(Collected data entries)
- - - - -

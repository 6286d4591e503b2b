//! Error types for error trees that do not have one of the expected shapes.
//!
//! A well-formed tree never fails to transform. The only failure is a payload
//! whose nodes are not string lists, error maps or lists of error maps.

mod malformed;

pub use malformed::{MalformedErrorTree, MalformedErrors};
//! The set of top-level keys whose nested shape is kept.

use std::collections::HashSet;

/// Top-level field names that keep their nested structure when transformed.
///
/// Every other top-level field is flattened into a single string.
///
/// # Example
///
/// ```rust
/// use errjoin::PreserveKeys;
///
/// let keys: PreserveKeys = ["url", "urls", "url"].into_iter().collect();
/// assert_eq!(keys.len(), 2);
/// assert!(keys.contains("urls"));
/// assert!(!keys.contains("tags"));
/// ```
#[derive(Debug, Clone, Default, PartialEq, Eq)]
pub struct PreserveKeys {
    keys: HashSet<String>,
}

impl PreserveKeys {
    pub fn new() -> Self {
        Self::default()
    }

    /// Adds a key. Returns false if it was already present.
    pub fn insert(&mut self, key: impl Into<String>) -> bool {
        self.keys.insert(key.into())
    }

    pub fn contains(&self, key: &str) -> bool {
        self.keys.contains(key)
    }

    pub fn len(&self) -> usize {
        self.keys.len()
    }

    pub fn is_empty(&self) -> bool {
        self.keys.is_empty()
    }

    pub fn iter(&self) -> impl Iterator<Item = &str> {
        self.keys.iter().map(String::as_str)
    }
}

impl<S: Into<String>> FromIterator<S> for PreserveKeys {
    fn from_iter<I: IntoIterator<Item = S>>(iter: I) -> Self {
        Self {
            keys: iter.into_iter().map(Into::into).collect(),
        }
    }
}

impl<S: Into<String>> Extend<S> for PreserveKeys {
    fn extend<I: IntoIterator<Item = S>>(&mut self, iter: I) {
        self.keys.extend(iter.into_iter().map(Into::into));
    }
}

- - - - -

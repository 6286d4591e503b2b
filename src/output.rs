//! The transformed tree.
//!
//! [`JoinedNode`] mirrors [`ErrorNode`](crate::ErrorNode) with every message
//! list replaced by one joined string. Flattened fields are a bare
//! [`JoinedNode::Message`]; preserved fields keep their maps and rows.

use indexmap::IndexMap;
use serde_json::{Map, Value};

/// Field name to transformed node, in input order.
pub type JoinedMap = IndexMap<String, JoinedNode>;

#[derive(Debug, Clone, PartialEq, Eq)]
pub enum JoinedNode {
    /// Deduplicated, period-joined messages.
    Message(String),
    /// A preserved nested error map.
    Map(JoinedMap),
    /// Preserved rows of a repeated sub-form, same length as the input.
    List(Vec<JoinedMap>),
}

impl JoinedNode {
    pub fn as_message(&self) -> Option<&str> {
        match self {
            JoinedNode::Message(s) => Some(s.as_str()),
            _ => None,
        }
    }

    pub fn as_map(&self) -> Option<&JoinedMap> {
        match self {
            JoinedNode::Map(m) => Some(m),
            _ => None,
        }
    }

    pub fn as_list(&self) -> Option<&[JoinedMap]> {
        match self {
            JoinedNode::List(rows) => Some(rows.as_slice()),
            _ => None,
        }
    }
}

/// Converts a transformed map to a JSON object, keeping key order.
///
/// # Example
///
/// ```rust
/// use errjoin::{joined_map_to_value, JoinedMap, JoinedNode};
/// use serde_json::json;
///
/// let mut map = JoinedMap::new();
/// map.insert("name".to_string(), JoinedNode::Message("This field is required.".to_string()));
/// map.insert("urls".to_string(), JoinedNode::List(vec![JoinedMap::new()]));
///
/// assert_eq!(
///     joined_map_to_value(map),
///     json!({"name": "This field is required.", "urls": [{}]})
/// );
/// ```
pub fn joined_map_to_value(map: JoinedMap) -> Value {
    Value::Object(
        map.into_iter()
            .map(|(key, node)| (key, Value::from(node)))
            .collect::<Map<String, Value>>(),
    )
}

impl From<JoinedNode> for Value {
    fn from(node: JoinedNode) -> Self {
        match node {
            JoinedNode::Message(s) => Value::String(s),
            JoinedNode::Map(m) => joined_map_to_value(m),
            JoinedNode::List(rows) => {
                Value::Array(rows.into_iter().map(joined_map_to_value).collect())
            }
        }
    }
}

- - - - -

## Problem details
Tally the lines of the entries that include the word "derive" and give only the total.

## Response to this exercise
2